Ricks utilises appropriation, institutional critique, politics, and humour. He has had solo shows in the United States, Ireland, the Netherlands, and Mexico.

Ricks was a director of 126 Artist-run Gallery from 2007 to 2009, curating and working with artist-run spaces. Under Stephanie Syjuco, he created knock-offs of work at the Frieze Art Fair in London, 2009.

In an ongoing body of work, "Jim Ricks has developed the method of synchro-materialism as a means to consider the territory where art meets capitalism", and he has used this methodology since 2010. In 2015, in Afghanistan, he made Carpet Bombing, a traditionally fabricated carpet with military drones imagery – an update of Afghan's war rugs.
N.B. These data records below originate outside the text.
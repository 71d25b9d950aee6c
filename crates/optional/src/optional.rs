use core::fmt;
use core::hint;

use crate::config::Config;

/// An owned value that is either absent (`Empty`) or present (`Holding`).
///
/// Every combinator consumes `self` and hands back a new `Optional`; there is
/// no way to change the variant or payload of an existing value in place.
/// For `T: Copy` the whole type is `Copy`, so chaining on plain values is free.
#[derive(Debug, Clone, Copy, PartialEq, Eq, Hash)]
pub enum Optional<T> {
    Empty,
    Holding(T),
}

impl<T> Optional<T> {
    /// Constructs an `Optional::Empty` variant.
    pub const fn empty() -> Self {
        Optional::Empty
    }

    /// Constructs an `Optional::Holding(val)` variant. Zero or falsy values are still present.
    pub const fn holding(val: T) -> Self {
        Optional::Holding(val)
    }

    /// Copies the referenced value in, or returns `Empty` when there is none.
    ///
    /// The result owns its own clone, so later changes made through the
    /// original reference are not observed.
    pub fn from_ref(src: Option<&T>) -> Self
    where
        T: Clone,
    {
        match src {
            Some(val) => Optional::Holding(val.clone()),
            None => Optional::Empty,
        }
    }

    /// Builds an `Optional` from a raw pointer. Null maps to `Empty`, anything
    /// else is dereferenced and the pointee cloned.
    ///
    /// # Safety
    /// Caller must ensure `ptr` is either null or points to a valid,
    /// initialized `T` for the duration of the call.
    pub unsafe fn from_ptr(ptr: *const T) -> Self
    where
        T: Clone,
    {
        Self::from_ref(unsafe { ptr.as_ref() })
    }

    /// Returns true if the value is `Empty`.
    pub fn is_empty(&self) -> bool {
        matches!(self, Optional::Empty)
    }

    /// Returns true if the value is `Holding`.
    pub fn is_present(&self) -> bool {
        matches!(self, Optional::Holding(_))
    }

    /// Returns true if a value is held and `f` accepts it. `f` only runs when present.
    pub fn is_present_and<F: FnOnce(&T) -> bool>(&self, f: F) -> bool {
        match self {
            Optional::Holding(val) => f(val),
            Optional::Empty => false,
        }
    }

    /// Returns `Empty` if `self` is empty, otherwise returns `other` untouched.
    /// The held value is dropped, never combined with `other`.
    pub fn and<U>(self, other: Optional<U>) -> Optional<U> {
        match self {
            Optional::Holding(_) => other,
            Optional::Empty => Optional::Empty,
        }
    }

    /// Monadic bind: feeds the held value to `f` and returns its result as is.
    pub fn and_then<U, F: FnOnce(T) -> Optional<U>>(self, f: F) -> Optional<U> {
        match self {
            Optional::Holding(val) => f(val),
            Optional::Empty => Optional::Empty,
        }
    }

    /// Returns `self` if present, otherwise `other`.
    ///
    /// `other` is built by the caller before the call whatever the outcome;
    /// use [`Optional::or_else`] when the fallback is costly to produce.
    pub fn or(self, other: Optional<T>) -> Optional<T> {
        match self {
            Optional::Holding(_) => self,
            Optional::Empty => other,
        }
    }

    /// Returns `self` if present, otherwise calls `f` once and returns its result.
    pub fn or_else<F: FnOnce() -> Optional<T>>(self, f: F) -> Optional<T> {
        match self {
            Optional::Holding(_) => self,
            Optional::Empty => f(),
        }
    }

    /// Present iff exactly one of `self` and `other` is present.
    pub fn xor(self, other: Optional<T>) -> Optional<T> {
        match (self, other) {
            (Optional::Holding(val), Optional::Empty) | (Optional::Empty, Optional::Holding(val)) => {
                Optional::Holding(val)
            }
            _ => Optional::Empty,
        }
    }

    /// Pairs two held values; `Empty` if either side is.
    pub fn zip<U>(self, other: Optional<U>) -> Optional<(T, U)> {
        match (self, other) {
            (Optional::Holding(a), Optional::Holding(b)) => Optional::Holding((a, b)),
            _ => Optional::Empty,
        }
    }

    /// Maps `Optional<T>` to `Optional<U>` by applying `f` to the contained value.
    pub fn map<U, F: FnOnce(T) -> U>(self, f: F) -> Optional<U> {
        match self {
            Optional::Holding(val) => Optional::Holding(f(val)),
            Optional::Empty => Optional::Empty,
        }
    }

    /// Applies `f` to the held value, or returns `default` when empty.
    ///
    /// `default` is evaluated eagerly by the caller, even when a value is
    /// present and it ends up discarded. Expensive defaults belong in
    /// [`Optional::map_or_else`].
    pub fn map_or<U, F: FnOnce(T) -> U>(self, default: U, f: F) -> U {
        match self {
            Optional::Holding(val) => f(val),
            Optional::Empty => default,
        }
    }

    /// Applies `f` to the held value, or calls `default` when empty.
    /// Exactly one of the two closures runs.
    pub fn map_or_else<U, D: FnOnce() -> U, F: FnOnce(T) -> U>(self, default: D, f: F) -> U {
        match self {
            Optional::Holding(val) => f(val),
            Optional::Empty => default(),
        }
    }

    /// Keeps the held value only if `predicate` accepts it.
    pub fn filter<P: FnOnce(&T) -> bool>(self, predicate: P) -> Optional<T> {
        if let Optional::Holding(val) = &self {
            if predicate(val) {
                return self;
            }
        }
        Optional::Empty
    }

    /// Calls `f` with a reference to the held value, if any.
    pub fn inspect<F: FnOnce(&T)>(&self, f: F) {
        if let Optional::Holding(val) = self {
            f(val);
        }
    }

    /// Returns the held value.
    ///
    /// Panics with [`Config::UNWRAP_EMPTY_MSG`] when `Empty`. Reach for this
    /// only where absence would be a logic error; [`crate::Guard`] turns the
    /// panic back into a value at an outer boundary.
    #[track_caller]
    pub fn unwrap(self) -> T {
        match self {
            Optional::Holding(val) => val,
            Optional::Empty => fatal(Config::UNWRAP_EMPTY_MSG),
        }
    }

    /// Like [`Optional::unwrap`], but the panic carries `msg` verbatim.
    #[track_caller]
    pub fn expect(self, msg: &str) -> T {
        match self {
            Optional::Holding(val) => val,
            Optional::Empty => fatal(msg),
        }
    }

    /// Returns the held value or `default`. `default` is evaluated eagerly.
    pub fn unwrap_or(self, default: T) -> T {
        match self {
            Optional::Holding(val) => val,
            Optional::Empty => default,
        }
    }

    pub fn unwrap_or_else<F: FnOnce() -> T>(self, f: F) -> T {
        match self {
            Optional::Holding(val) => val,
            Optional::Empty => f(),
        }
    }

    /// Returns the held value without a presence check in release builds.
    ///
    /// Debug builds still panic on `Empty` (with a generic message), so misuse
    /// shows up in tests.
    ///
    /// # Safety
    /// Caller must ensure the value is `Holding`. Calling this on `Empty` in
    /// a release build is undefined behavior.
    #[track_caller]
    pub unsafe fn unwrap_unsafe(self) -> T {
        match self {
            Optional::Holding(val) => val,
            Optional::Empty if cfg!(debug_assertions) => fatal(Config::UNWRAP_UNSAFE_MSG),
            Optional::Empty => unsafe { hint::unreachable_unchecked() },
        }
    }

    /// Converts from `&Optional<T>` to `Optional<&T>`.
    pub fn as_ref(&self) -> Optional<&T> {
        match self {
            Optional::Holding(val) => Optional::Holding(val),
            Optional::Empty => Optional::Empty,
        }
    }

    pub fn into_option(self) -> Option<T> {
        match self {
            Optional::Holding(val) => Some(val),
            Optional::Empty => None,
        }
    }
}

impl<T: Clone> Optional<&T> {
    /// Clones the borrowed payload into an owned `Optional<T>`.
    pub fn cloned(self) -> Optional<T> {
        self.map(|val| val.clone())
    }
}

impl<T> Optional<Optional<T>> {
    pub fn flatten(self) -> Optional<T> {
        self.and_then(|inner| inner)
    }
}

#[cold]
#[inline(never)]
#[track_caller]
fn fatal(msg: &str) -> ! {
    panic!("{}", msg)
}

impl<T> Default for Optional<T> {
    fn default() -> Self {
        Optional::Empty
    }
}

impl<T> From<T> for Optional<T> {
    fn from(val: T) -> Self {
        Optional::Holding(val)
    }
}

impl<T> From<Option<T>> for Optional<T> {
    fn from(val: Option<T>) -> Self {
        match val {
            Some(val) => Optional::Holding(val),
            None => Optional::Empty,
        }
    }
}

impl<T> From<Optional<T>> for Option<T> {
    fn from(val: Optional<T>) -> Self {
        val.into_option()
    }
}

impl<T: fmt::Display> fmt::Display for Optional<T> {
    fn fmt(&self, f: &mut fmt::Formatter<'_>) -> fmt::Result {
        match self {
            Optional::Holding(val) => write!(f, "{}", val),
            Optional::Empty => f.write_str(Config::EMPTY_DISPLAY),
        }
    }
}
use std::any::Any;
use std::fmt;
use std::panic::{catch_unwind, AssertUnwindSafe};
use std::string::{String, ToString};

use crate::config::Config;

/// A fatal failure (`unwrap` / `expect` on `Empty`, or any other panic)
/// caught by [`Guard::run`].
#[derive(Debug, Clone, PartialEq, Eq)]
pub struct Fatal {
    pub message: String,
}

impl fmt::Display for Fatal {
    fn fmt(&self, f: &mut fmt::Formatter<'_>) -> fmt::Result {
        write!(f, "fatal: {}", self.message)
    }
}

impl std::error::Error for Fatal {}

/// Outer boundary for code that asserts presence.
///
/// A panic inside `run` stops that unit of work only; the caller gets a
/// `Fatal` back instead of the whole thread unwinding. With `verbose` set,
/// each caught failure is also reported on stdout.
#[derive(Debug, Clone, Copy, Default)]
pub struct Guard {
    pub verbose: bool,
}

impl Guard {
    pub fn new(verbose: bool) -> Self {
        Self { verbose }
    }

    pub fn run<T, F: FnOnce() -> T>(&self, f: F) -> Result<T, Fatal> {
        let result = catch_unwind(AssertUnwindSafe(f));

        match result {
            Ok(val) => Ok(val),
            Err(payload) => {
                let fatal = Fatal {
                    message: payload_message(&*payload),
                };
                if self.verbose {
                    println!("⚠️ fatal caught: {}", fatal.message);
                }
                Err(fatal)
            }
        }
    }
}

// `panic!` with a plain literal yields `&'static str`, formatted panics yield `String`.
fn payload_message(payload: &(dyn Any + Send)) -> String {
    if let Some(msg) = payload.downcast_ref::<&'static str>() {
        msg.to_string()
    } else if let Some(msg) = payload.downcast_ref::<String>() {
        msg.clone()
    } else {
        Config::NON_STRING_PANIC.to_string()
    }
}
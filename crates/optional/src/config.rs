pub struct Config;

impl Config {
    /// Panic message for `unwrap` on `Empty`.
    pub const UNWRAP_EMPTY_MSG: &'static str = "called `unwrap` on an empty Optional";
    pub const UNWRAP_UNSAFE_MSG: &'static str = "called `unwrap_unsafe` on an empty Optional";

    pub const EMPTY_DISPLAY: &'static str = "<empty>";
    pub const NON_STRING_PANIC: &'static str = "<non-string panic payload>";
}
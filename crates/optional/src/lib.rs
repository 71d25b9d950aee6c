#![no_std]

#[cfg(feature = "std")]
#[macro_use]
extern crate std;

pub mod config;
pub use config::Config;

// Optional module
pub mod optional;
pub use optional::Optional;

#[cfg(feature = "std")]
pub mod guard;
#[cfg(feature = "std")]
pub use guard::{Fatal, Guard};
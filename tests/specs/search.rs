//! Specs for `occurs search`.

use crate::prelude::*;

fn sample() -> Project {
    Project::with_records(&[
        (ID_A, "ababab"),
        (ID_B, "nothing to see"),
        (ID_C, "AB and ab"),
    ])
}

/// > Records with at least one occurrence are listed with their counts
#[test]
fn lists_matching_records_with_counts() {
    sample()
        .occurs()
        .args(["search", "ab"])
        .assert()
        .success()
        .stdout(predicates::str::contains(format!("{ID_A}\t3\n")))
        .stdout(predicates::str::contains(format!("{ID_C}\t2\n")))
        .stdout(predicates::str::contains(ID_B).not())
        .stdout(predicates::str::contains("2 of 3 records matched (5 occurrences)"));
}

/// > Case-sensitive search never matches differing case
#[test]
fn case_sensitive_search() {
    sample()
        .occurs()
        .args(["search", "AB", "--case-sensitive"])
        .assert()
        .success()
        .stdout(predicates::str::contains(format!("{ID_C}\t1\n")))
        .stdout(predicates::str::contains(ID_A).not());
}

/// > Overlapping occurrences are counted
#[test]
fn counts_overlapping_occurrences() {
    let project = Project::with_records(&[(ID_A, "aaaa")]);
    project
        .occurs()
        .args(["search", "aa"])
        .assert()
        .success()
        .stdout(predicates::str::contains(format!("{ID_A}\t3\n")));
}

/// > No hits exits with code 1
#[test]
fn no_matches_exits_one() {
    sample()
        .occurs()
        .args(["search", "xyz"])
        .assert()
        .code(1)
        .stdout(predicates::str::contains("0 of 3 records matched"));
}

/// > Empty keyword returns no results without reading the record store
#[test]
fn empty_keyword_returns_nothing() {
    let project = Project::empty();
    project
        .occurs()
        .args(["search", "", "-o", "json"])
        .assert()
        .code(1)
        .stdout(predicates::str::diff("[]\n"));
}

/// > JSON output is an array of {id, stringContent, matchTimes}
#[test]
fn json_output() {
    let output = sample().occurs().args(["search", "ab", "-o", "json"]).output().unwrap();
    assert!(output.status.success());

    let hits: serde_json::Value = serde_json::from_slice(&output.stdout).unwrap();
    let hits = hits.as_array().unwrap();
    assert_eq!(hits.len(), 2);
    assert_eq!(hits[0]["id"], ID_A);
    assert_eq!(hits[0]["stringContent"], "ababab");
    assert_eq!(hits[0]["matchTimes"], 3);
    assert_eq!(hits[1]["id"], ID_C);
    assert_eq!(hits[1]["matchTimes"], 2);
}

/// > --show-content prints the value after the count
#[test]
fn show_content() {
    sample()
        .occurs()
        .args(["search", "ab", "--show-content"])
        .assert()
        .success()
        .stdout(predicates::str::contains(format!("{ID_C}\t2\tAB and ab\n")));
}

/// > --limit truncates the listing but not the summary
#[test]
fn limit_truncates_listing() {
    sample()
        .occurs()
        .args(["search", "ab", "--limit", "1"])
        .assert()
        .success()
        .stdout(predicates::str::contains("... 1 more"))
        .stdout(predicates::str::contains("2 of 3 records matched"));
}

/// > --data selects another record store
#[test]
fn data_flag_selects_file() {
    let project = Project::empty();
    project.write_csv("other.csv", "Id,Value", &[(ID_B, "keyword keyword")]);
    project
        .occurs()
        .args(["search", "KEYWORD", "--data", "other.csv"])
        .assert()
        .success()
        .stdout(predicates::str::contains(format!("{ID_B}\t2\n")));
}

/// > Missing record store is an internal error (exit 3)
#[test]
fn missing_data_file_fails() {
    Project::empty()
        .occurs()
        .args(["search", "ab"])
        .assert()
        .code(3)
        .stderr(predicates::str::contains("failed to load records"));
}

/// > Malformed ids are reported with their line
#[test]
fn invalid_id_fails() {
    let project = Project::with_records(&[("not-a-uuid", "ab")]);
    project
        .occurs()
        .args(["search", "ab"])
        .assert()
        .code(3)
        .stderr(predicates::str::contains("not-a-uuid"));
}

/// > --verbose writes diagnostics to stderr only
#[test]
fn verbose_writes_to_stderr() {
    sample()
        .occurs()
        .args(["search", "ab", "--verbose"])
        .assert()
        .success()
        .stderr(predicates::str::contains("Search:"))
        .stdout(predicates::str::contains("Search:").not());
}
He participated in the 2017 Ghetto Biennale, Port-au-Prince, Haiti.

===Public projects===

- Poulnabrone Bouncy Dolmen is a large inflatable sculpture designed to play on. It is a double-size replica of the Poulnabrone Dolmen in The Burren. It has traveled around Ireland since June 2011. Cristín Leach of The Sunday Times wrote: "Poulnabrone Bouncy Dolmen... is a commentary on our past, our present, the concept of "brand Ireland" and the very idea of public art; and everyone is invited to bounce. A temporary, movable, witty, interactive, contemporary public artwork we are all invited to play with? [Alice] Maher has endorsed it as "the best public art piece...ever". She might just be right." It was shown with Jeremy Deller's 2012 inflatable Stonehenge in Belfast, and in the Royal Hibernian Academy.
- Ricks worked on the global public art project In Search of the Truth (or En Busca de la Verdad ) with Ryan Alexiev, Hank Willis Thomas . The New York Times writes: "The "Truth Booth"... in the shape of a cartoon word bubble with "TRUTH" in bold letters on its side, serves as a video confessional. Visitors are asked to sit inside and finish the politically and metaphysically loaded sentence that begins, "The truth is ..."". The project has travelled Ireland, Afghanistan, South Africa, Australia, the United States, and Mexico, recording and then exhibiting the thoughts of many people on the subject of truth in several countries.
- Life's a Beach (Art imitates life), Gable end mural responding to the political Murals in Northern Ireland, Abercorn Rd., Derry, Northern Ireland, April 2016
- Sesiones Publicas, San Agustín, La Lisa, Cuba, a LASA project, August 2017.

===Museum projects===

Ricks was involved in Sleepwalkers (2012–15), at the Hugh Lane Gallery in Dublin. Artists were invited to an "unusual experiment in exhibition production". This included an unauthorised exhibition, an open call, a solo show (Bubblewrap Game: Hugh Lane), and closing performances. Aidan Dunne of the Irish Times describes Ricks's offerings as a "a museum within the museum" During the programme, he also included works by Richard Hamilton (artist), James Barry, Jeremy Deller, Gerard Dillon, Robert Ballagh, :fr:Raphaël_Zarka, and James Hanley.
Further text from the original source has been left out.